Given records START
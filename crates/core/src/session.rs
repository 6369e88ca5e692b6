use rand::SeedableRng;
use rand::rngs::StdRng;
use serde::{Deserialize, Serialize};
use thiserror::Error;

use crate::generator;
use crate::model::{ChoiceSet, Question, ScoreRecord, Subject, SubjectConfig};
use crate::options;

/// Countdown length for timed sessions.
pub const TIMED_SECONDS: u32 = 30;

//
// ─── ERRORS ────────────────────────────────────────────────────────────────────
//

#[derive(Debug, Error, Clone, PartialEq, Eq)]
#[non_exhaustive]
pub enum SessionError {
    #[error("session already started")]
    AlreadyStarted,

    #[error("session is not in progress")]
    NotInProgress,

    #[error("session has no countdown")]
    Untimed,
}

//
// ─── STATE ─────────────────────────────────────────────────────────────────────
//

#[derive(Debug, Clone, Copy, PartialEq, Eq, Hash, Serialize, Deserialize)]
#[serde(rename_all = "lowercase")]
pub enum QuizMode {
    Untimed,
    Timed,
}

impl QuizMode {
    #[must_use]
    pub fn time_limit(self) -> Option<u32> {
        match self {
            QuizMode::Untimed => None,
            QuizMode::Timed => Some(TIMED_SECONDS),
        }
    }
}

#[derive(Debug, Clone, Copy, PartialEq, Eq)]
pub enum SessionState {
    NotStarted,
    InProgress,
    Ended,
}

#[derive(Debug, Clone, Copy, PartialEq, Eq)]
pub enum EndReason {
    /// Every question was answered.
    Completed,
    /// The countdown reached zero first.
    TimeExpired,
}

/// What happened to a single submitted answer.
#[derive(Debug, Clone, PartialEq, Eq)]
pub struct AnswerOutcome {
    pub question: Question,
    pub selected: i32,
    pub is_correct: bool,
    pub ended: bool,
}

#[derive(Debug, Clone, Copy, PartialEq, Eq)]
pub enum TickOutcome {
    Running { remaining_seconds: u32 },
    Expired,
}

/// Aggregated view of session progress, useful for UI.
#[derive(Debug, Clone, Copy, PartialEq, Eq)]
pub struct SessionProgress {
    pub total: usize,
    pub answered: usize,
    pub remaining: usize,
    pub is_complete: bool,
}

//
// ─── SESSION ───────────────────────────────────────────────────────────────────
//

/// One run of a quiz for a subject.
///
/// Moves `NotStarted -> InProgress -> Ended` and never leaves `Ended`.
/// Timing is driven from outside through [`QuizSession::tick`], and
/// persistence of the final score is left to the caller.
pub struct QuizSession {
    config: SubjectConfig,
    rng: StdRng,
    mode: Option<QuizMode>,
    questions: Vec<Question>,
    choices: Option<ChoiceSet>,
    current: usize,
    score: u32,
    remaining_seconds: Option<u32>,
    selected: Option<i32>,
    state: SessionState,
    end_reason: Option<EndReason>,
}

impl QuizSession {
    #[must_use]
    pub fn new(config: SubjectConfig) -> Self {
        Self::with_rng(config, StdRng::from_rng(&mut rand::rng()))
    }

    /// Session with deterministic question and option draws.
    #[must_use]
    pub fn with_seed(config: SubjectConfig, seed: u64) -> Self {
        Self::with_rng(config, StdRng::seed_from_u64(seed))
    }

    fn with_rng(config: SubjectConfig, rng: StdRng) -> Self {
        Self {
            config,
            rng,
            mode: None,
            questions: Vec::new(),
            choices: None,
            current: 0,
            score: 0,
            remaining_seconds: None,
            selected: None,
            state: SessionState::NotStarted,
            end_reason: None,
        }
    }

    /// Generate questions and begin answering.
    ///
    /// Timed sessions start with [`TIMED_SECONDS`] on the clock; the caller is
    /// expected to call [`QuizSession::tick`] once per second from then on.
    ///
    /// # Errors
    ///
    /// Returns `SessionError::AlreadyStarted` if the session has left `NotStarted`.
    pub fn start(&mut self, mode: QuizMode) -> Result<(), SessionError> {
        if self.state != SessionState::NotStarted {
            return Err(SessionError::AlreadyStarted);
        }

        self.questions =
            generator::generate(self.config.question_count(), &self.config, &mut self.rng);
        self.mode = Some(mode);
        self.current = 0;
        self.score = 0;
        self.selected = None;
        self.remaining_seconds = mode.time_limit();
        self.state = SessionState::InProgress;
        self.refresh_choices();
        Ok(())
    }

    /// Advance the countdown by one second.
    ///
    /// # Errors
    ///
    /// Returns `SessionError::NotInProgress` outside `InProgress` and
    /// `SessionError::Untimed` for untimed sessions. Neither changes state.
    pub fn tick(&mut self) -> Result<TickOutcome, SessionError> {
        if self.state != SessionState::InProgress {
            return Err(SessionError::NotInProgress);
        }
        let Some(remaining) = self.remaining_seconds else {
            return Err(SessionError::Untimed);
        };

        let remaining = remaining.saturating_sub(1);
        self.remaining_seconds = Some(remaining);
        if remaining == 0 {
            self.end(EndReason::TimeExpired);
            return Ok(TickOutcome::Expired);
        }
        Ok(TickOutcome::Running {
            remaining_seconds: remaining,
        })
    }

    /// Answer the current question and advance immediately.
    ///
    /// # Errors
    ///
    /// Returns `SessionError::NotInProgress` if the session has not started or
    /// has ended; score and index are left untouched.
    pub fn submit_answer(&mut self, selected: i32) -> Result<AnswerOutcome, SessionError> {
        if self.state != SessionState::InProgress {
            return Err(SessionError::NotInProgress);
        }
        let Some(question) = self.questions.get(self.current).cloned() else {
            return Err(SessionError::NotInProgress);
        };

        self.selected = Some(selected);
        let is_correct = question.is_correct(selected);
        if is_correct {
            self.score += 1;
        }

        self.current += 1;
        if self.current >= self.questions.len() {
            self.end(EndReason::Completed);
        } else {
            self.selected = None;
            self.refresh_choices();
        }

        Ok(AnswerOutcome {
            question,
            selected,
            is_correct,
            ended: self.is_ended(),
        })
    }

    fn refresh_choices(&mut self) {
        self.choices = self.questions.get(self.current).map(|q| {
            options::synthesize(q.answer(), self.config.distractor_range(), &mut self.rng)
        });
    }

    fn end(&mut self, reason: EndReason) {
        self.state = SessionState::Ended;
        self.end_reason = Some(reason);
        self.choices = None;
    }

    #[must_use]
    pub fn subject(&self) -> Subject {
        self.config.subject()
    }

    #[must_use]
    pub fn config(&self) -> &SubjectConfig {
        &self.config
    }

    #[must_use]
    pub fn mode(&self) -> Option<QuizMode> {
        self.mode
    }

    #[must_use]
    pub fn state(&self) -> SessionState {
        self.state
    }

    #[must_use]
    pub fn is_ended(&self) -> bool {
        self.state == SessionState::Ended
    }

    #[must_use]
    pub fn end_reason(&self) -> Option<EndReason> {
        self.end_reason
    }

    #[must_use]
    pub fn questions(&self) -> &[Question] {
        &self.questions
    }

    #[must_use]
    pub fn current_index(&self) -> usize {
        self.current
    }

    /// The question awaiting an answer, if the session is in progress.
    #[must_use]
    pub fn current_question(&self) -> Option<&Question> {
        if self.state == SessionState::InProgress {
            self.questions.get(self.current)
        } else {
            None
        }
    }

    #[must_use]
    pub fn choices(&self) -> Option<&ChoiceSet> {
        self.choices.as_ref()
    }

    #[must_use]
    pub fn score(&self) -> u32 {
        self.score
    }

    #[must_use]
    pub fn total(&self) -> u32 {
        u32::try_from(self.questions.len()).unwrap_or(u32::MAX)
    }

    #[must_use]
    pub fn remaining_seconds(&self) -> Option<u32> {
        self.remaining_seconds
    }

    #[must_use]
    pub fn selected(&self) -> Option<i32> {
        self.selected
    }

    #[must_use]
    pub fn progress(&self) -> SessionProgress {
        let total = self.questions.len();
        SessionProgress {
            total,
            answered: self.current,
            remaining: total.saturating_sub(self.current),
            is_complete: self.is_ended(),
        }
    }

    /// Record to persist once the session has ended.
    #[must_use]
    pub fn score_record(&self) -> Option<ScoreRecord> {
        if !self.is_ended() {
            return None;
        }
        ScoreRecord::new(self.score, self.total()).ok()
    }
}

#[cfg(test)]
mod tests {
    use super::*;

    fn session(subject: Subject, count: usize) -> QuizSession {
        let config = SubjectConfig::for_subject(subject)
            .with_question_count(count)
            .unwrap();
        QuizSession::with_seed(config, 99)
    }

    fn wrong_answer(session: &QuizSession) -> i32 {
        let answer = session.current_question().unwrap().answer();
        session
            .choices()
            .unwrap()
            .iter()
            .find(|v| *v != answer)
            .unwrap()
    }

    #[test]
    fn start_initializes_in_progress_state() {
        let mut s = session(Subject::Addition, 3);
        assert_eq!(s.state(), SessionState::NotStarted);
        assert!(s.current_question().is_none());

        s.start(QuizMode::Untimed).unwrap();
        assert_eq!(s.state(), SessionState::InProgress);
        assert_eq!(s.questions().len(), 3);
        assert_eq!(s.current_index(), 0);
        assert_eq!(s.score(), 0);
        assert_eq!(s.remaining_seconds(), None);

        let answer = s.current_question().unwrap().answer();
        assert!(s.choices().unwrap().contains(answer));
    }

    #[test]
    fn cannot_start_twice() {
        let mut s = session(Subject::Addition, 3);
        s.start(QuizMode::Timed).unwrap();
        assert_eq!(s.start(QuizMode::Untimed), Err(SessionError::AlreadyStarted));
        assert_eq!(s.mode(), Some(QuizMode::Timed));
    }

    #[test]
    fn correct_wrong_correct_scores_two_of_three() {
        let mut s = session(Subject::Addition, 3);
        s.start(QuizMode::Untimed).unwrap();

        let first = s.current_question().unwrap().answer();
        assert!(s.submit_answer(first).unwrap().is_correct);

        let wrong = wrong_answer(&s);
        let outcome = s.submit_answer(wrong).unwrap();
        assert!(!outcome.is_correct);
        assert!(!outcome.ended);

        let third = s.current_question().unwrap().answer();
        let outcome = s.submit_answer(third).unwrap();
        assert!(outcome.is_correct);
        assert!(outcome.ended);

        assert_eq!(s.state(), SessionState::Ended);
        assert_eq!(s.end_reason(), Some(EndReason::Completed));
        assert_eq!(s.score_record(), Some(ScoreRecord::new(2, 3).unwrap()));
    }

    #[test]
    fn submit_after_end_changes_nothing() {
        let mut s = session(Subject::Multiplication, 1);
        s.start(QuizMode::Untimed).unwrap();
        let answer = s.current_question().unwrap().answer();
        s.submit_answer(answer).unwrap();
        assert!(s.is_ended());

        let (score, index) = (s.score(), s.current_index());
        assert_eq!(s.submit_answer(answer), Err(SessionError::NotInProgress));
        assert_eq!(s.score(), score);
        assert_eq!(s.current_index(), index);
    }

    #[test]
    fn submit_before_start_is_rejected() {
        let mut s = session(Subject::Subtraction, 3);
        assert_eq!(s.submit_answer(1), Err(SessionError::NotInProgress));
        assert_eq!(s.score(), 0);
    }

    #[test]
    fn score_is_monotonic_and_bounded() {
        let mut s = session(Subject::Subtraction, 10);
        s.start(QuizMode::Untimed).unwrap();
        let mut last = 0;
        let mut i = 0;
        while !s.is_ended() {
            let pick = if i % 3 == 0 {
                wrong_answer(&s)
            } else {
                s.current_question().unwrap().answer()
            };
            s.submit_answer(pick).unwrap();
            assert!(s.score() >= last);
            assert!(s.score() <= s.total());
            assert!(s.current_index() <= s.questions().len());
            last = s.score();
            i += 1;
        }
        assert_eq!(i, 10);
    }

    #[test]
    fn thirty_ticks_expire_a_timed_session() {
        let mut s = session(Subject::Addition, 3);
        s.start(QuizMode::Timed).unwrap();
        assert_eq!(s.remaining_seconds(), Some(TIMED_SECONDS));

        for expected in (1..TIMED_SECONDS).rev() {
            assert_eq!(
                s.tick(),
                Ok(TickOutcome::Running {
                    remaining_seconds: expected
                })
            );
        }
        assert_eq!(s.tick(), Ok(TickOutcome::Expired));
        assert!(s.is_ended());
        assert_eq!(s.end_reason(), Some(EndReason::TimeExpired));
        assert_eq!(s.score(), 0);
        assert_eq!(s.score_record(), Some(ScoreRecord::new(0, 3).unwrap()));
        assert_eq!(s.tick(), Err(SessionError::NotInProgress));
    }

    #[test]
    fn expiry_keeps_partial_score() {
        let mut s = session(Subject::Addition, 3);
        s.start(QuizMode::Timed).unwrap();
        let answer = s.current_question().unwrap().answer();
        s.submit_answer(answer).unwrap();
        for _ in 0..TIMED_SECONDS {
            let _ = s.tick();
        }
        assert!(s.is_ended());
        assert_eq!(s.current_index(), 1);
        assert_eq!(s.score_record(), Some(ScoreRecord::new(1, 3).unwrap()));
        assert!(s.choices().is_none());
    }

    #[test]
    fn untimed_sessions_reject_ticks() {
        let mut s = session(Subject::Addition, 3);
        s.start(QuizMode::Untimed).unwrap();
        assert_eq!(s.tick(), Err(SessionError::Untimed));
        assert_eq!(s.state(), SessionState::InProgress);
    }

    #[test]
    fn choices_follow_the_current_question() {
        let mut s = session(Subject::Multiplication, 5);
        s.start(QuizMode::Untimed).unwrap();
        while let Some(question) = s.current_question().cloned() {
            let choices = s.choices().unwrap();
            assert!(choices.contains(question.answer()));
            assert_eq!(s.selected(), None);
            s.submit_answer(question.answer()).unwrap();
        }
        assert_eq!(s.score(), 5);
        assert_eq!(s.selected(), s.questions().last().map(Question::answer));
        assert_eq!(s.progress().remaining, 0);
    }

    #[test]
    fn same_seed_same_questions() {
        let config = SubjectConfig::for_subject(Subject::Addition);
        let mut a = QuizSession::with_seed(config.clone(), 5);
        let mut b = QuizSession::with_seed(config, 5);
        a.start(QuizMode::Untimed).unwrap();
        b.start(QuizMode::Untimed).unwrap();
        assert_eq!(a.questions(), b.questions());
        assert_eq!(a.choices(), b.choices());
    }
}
Given records END
* [The problem]:
What do the lines above say from the one containing "let _ = s.tick();" down to the one containing "let choices = s.choices().unwrap();"? Return them exactly, both end lines included, and only them.

* [Result of this task]:
            let _ = s.tick();
        }
        assert!(s.is_ended());
        assert_eq!(s.current_index(), 1);
        assert_eq!(s.score_record(), Some(ScoreRecord::new(1, 3).unwrap()));
        assert!(s.choices().is_none());
    }

    #[test]
    fn untimed_sessions_reject_ticks() {
        let mut s = session(Subject::Addition, 3);
        s.start(QuizMode::Untimed).unwrap();
        assert_eq!(s.tick(), Err(SessionError::Untimed));
        assert_eq!(s.state(), SessionState::InProgress);
    }

    #[test]
    fn choices_follow_the_current_question() {
        let mut s = session(Subject::Multiplication, 5);
        s.start(QuizMode::Untimed).unwrap();
        while let Some(question) = s.current_question().cloned() {
            let choices = s.choices().unwrap();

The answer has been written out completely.